Amazon now employs around 4000 people in its Australian cloud business – nearly double the number of permanent staff in the tech giant’s local retail business, which still relies heavily on labour hire and independent contractors five years after launching.

Fronting a Senate Select Committee on Work and Care in Sydney on Monday, Amazon executives revealed its Amazon Web Services staff dwarves the 2000 permanent workers in its six gigantic Australian fulfilment centres and around 200 operations staff.

The Tech giant also uses another 1300 labour hire workers at the fulfilment centres, and 3000 “independent contractors” to deliver parcels, with the less secure workforce drawing scrutiny from the Senate Committee.

Photo: Sundry Photography/Shutterstock

The labour hire workers – predominantly sourced through global giant Adecco – are paid $28.80 per hour – $1.37 less than the permanent workers’ hourly rate of $30.17.

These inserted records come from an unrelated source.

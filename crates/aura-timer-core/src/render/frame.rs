//! Frame renderer: projects a [`Snapshot`] onto a [`DrawSurface`].
//!
//! Layout reflows to any surface size. The clock text is measured as one
//! block, shrunk to fit 90% of the width, then drawn glyph by glyph at
//! cumulative advance offsets so the block stays centered.

use serde::{Deserialize, Serialize};

use super::surface::{DrawSurface, Font, Glow, Paint, Rgba, Size, TextAlign};
use crate::clock::{format_total_time, Snapshot, TimerStatus};

pub const BACKGROUND: Rgba = Rgba::opaque(0x1e, 0x1e, 0x23);
pub const DIGITS: Rgba = Rgba::opaque(0xe4, 0xe4, 0xe7);
pub const OVERTIME_GLOW: Rgba = Rgba::new(251, 191, 36, 0.28);
pub const WARNING_GLOW: Rgba = Rgba::new(251, 113, 133, 0.22);
pub const SUBTITLE: Rgba = Rgba::new(161, 161, 170, 0.9);
pub const PAUSED_LABEL: Rgba = Rgba::new(255, 255, 255, 0.5);

/// Opacity of a dimmed colon on the canvas.
pub const DIMMED_COLON_ALPHA: f32 = 0.55;

const MAX_TEXT_WIDTH_RATIO: f32 = 0.9;
const FIT_PASSES: usize = 4;

/// Highlight applied to the digits. Exactly one applies per frame.
#[derive(Debug, Clone, Copy, PartialEq, Eq, Serialize, Deserialize)]
#[serde(rename_all = "snake_case")]
pub enum Tone {
    Neutral,
    Warning,
    Overtime,
}

impl Tone {
    /// Overtime wins over warning.
    pub fn of(snapshot: &Snapshot) -> Self {
        if snapshot.is_overtime {
            Tone::Overtime
        } else if snapshot.is_warning && snapshot.status == TimerStatus::Running {
            Tone::Warning
        } else {
            Tone::Neutral
        }
    }

    pub fn glow(self, font_px: f32) -> Option<Glow> {
        match self {
            Tone::Neutral => None,
            Tone::Warning => Some(Glow {
                color: WARNING_GLOW,
                blur_px: font_px * 0.08,
            }),
            Tone::Overtime => Some(Glow {
                color: OVERTIME_GLOW,
                blur_px: font_px * 0.1,
            }),
        }
    }
}

/// Base glyph size before fitting: `min(width * 0.28, height * 0.5)`.
pub fn base_font_px(size: Size) -> f32 {
    (size.width as f32 * 0.28).min(size.height as f32 * 0.5)
}

/// Paint one frame. Deterministic over `(size, snapshot)`.
pub fn render_frame<S: DrawSurface + ?Sized>(surface: &mut S, size: Size, snapshot: &Snapshot) {
    let width = size.width as f32;
    let height = size.height as f32;

    surface.fill_rect(0.0, 0.0, width, height, BACKGROUND);
    if size.is_empty() {
        return;
    }

    let text = snapshot.clock_text();
    let font_px = fit_font(surface, &text, base_font_px(size), width * MAX_TEXT_WIDTH_RATIO);
    let text_width = surface.measure_text(&text);

    let x_base = (width - text_width) / 2.0;
    let y = height / 2.0;
    let tone = Tone::of(snapshot);
    let colon_alpha = if snapshot.colon_dimmed() {
        DIMMED_COLON_ALPHA
    } else {
        1.0
    };

    for (i, ch) in text.char_indices() {
        let advance = surface.measure_text(&text[..i]);
        let paint = Paint {
            color: DIGITS,
            alpha: if ch == ':' { colon_alpha } else { 1.0 },
            glow: tone.glow(font_px),
        };
        let mut buf = [0u8; 4];
        surface.fill_text(ch.encode_utf8(&mut buf), x_base + advance, y, TextAlign::Left, paint);
    }

    if snapshot.status != TimerStatus::Idle {
        surface.set_font(Font::sans(500, font_px * 0.18));
        surface.fill_text(
            &format_total_time(snapshot.total_seconds),
            width / 2.0,
            y + font_px * 0.5,
            TextAlign::Center,
            Paint::solid(SUBTITLE),
        );
    }

    if snapshot.status == TimerStatus::Paused {
        surface.set_font(Font::mono(600, font_px * 0.12));
        surface.fill_text(
            "PAUSED",
            width / 2.0,
            y + font_px * 0.75,
            TextAlign::Center,
            Paint::solid(PAUSED_LABEL),
        );
    }
}

/// Shrink the digit font until `text` fits in `max_width`. Leaves the
/// fitted font selected on the surface.
fn fit_font<S: DrawSurface + ?Sized>(surface: &mut S, text: &str, base_px: f32, max_width: f32) -> f32 {
    let mut font_px = base_px;
    surface.set_font(Font::mono(700, font_px));
    let mut measured = surface.measure_text(text);
    for _ in 0..FIT_PASSES {
        if measured <= max_width || measured <= 0.0 {
            break;
        }
        font_px *= max_width / measured;
        surface.set_font(Font::mono(700, font_px));
        measured = surface.measure_text(text);
    }
    font_px
}

#[cfg(test)]
mod tests {
    use super::*;
    use crate::clock::TimerState;
    use crate::render::recording::{DrawOp, RecordingSurface};

    fn snapshot(total: u32, remaining: i64, status: TimerStatus) -> Snapshot {
        let mut state = TimerState::new(total);
        state.remaining_seconds = remaining;
        state.status = status;
        state.snapshot()
    }

    fn glyph_ops(surface: &RecordingSurface) -> Vec<(String, f32, f32, Font, Option<Glow>)> {
        surface
            .ops()
            .iter()
            .filter_map(|op| match op {
                DrawOp::FillText {
                    text,
                    x,
                    alpha,
                    font,
                    glow,
                    align: TextAlign::Left,
                    ..
                } => Some((text.clone(), *x, *alpha, *font, *glow)),
                _ => None,
            })
            .collect()
    }

    fn render(size: Size, snap: &Snapshot) -> RecordingSurface {
        let mut surface = RecordingSurface::new(size);
        render_frame(&mut surface, size, snap);
        surface
    }

    #[test]
    fn idle_frame_draws_digits_only() {
        let surface = render(Size::new(600, 340), &snapshot(900, 900, TimerStatus::Idle));
        assert_eq!(surface.texts().concat(), "15:00");
        assert!(matches!(surface.ops()[0], DrawOp::FillRect { color, .. } if color == BACKGROUND));
    }

    #[test]
    fn glyphs_are_centered_as_one_block() {
        let size = Size::new(600, 340);
        let surface = render(size, &snapshot(900, 900, TimerStatus::Idle));
        let glyphs = glyph_ops(&surface);
        let font_px = base_font_px(size);
        assert_eq!(glyphs[0].3.size_px, font_px);
        let advance = font_px * 0.6;
        let block = advance * 5.0;
        let start = (600.0 - block) / 2.0;
        for (i, glyph) in glyphs.iter().enumerate() {
            assert!((glyph.1 - (start + advance * i as f32)).abs() < 1e-3);
        }
    }

    #[test]
    fn wide_text_is_scaled_to_ninety_percent() {
        let size = Size::new(300, 400);
        let surface = render(size, &snapshot(7200, -36_000, TimerStatus::Running));
        let glyphs = glyph_ops(&surface);
        let text: String = glyphs.iter().map(|g| g.0.as_str()).collect();
        assert_eq!(text, "-10:00:00");
        let font_px = glyphs[0].3.size_px;
        assert!(font_px < base_font_px(size));
        let width = text.chars().count() as f32 * font_px * 0.6;
        assert!(width <= 270.0 + 1e-3);
    }

    #[test]
    fn colons_breathe_only_while_running() {
        let running_odd = render(Size::new(600, 340), &snapshot(900, 899, TimerStatus::Running));
        let colon = glyph_ops(&running_odd).into_iter().find(|g| g.0 == ":").unwrap();
        assert_eq!(colon.2, DIMMED_COLON_ALPHA);

        let running_even = render(Size::new(600, 340), &snapshot(900, 898, TimerStatus::Running));
        let colon = glyph_ops(&running_even).into_iter().find(|g| g.0 == ":").unwrap();
        assert_eq!(colon.2, 1.0);

        let paused = render(Size::new(600, 340), &snapshot(900, 899, TimerStatus::Paused));
        let colon = glyph_ops(&paused).into_iter().find(|g| g.0 == ":").unwrap();
        assert_eq!(colon.2, 1.0);
    }

    #[test]
    fn tone_precedence() {
        let warning = snapshot(900, 200, TimerStatus::Running);
        assert_eq!(Tone::of(&warning), Tone::Warning);
        let overtime = snapshot(900, -1, TimerStatus::Running);
        assert_eq!(Tone::of(&overtime), Tone::Overtime);
        assert_eq!(Tone::of(&snapshot(900, 600, TimerStatus::Running)), Tone::Neutral);

        let surface = render(Size::new(600, 340), &overtime);
        let glyph = &glyph_ops(&surface)[0];
        assert_eq!(glyph.4.map(|g| g.color), Some(OVERTIME_GLOW));
    }

    #[test]
    fn subtitle_and_paused_label() {
        let running = render(Size::new(600, 340), &snapshot(5400, 100, TimerStatus::Running));
        assert!(running.texts().contains(&"1 hr 30 min"));
        assert!(!running.texts().contains(&"PAUSED"));

        let paused = render(Size::new(600, 340), &snapshot(900, 100, TimerStatus::Paused));
        assert!(paused.texts().contains(&"15 min"));
        assert!(paused.texts().contains(&"PAUSED"));

        let idle = render(Size::new(600, 340), &snapshot(900, 900, TimerStatus::Idle));
        assert!(!idle.texts().contains(&"15 min"));
    }

    #[test]
    fn empty_surface_only_clears() {
        let surface = render(Size::new(0, 0), &snapshot(900, 900, TimerStatus::Idle));
        assert_eq!(surface.ops().len(), 1);
    }
}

Amazon also uses 3000 “independent contractors” for its delivery service Amazon Flex, which company executives told the inquiry was for workers wanting “supplemental” income.

These drivers can register for three-to-eight-hour blocks. They are paid $128 for a four-hour delivery block but need to cover their own expenses and liabilities. Based on minimum wage, it leaves just $10 dollars per hour to cover expenses like the vehicle, fuel and insurance.

The Transport Workers Union has criticised the pay as unfair and the third party delivery model as unsafe.

The tech giant’s executives were also questioned about a heavy reliance on labour hire at its six fulfilment centres in Sydney, Melbourne, Brisbane and Perth.

The executives said around one third of the fulfilment centre workers are not employed by Amazon. These workers are supplied by the Australian arm of Adecco, one of the world’s largest temporary staffing firms.

Amazon Australia’s operations director Mirinda Espidio-Garcia could not answer the inquiry’s question about whether the labour hire workers ultimately cost the company more because of the additional fee paid to Adecco.

She defended the reliance on labour hire, saying Amazon was relatively new to the Australian market five years after launching and still attempting to understand “the seasonality of demand”.

“I think it is absolutely our goal, as we continue to understand those trends better, to be able to continue to offer more permanent roles or permanent pathways for those labour hire agency employees,” Ms Espidio-Garcia told the inquiry.

She said the vast majority of Amazon’s 2000 permanent workers in its fulfilment centres had begun as labour hire workers, with Labor senator Linda White’s suggesting the tech giant was using the model to “try before you buy” workers.

Amazon executives were also challenged on the claim Amazon Flex workers are delivering packages only as supplemental income.

“It’s long been a phrase used about all of women’s earnings—they’re always supplementary to a breadwinner,” The Senate Committee’s chair Barbara Pocock said.

“In fact, you and I have no idea what is supplementary to what. The point in labour law is that we have a fair, basic standard and a living wage for workers. Saying that a workforce of 3,000 people who may or may not know or be able to predict their pay, their workload or their pace of work have the wonderful opportunity of supplementary earnings—I’m very uncomfortable personally with that language.”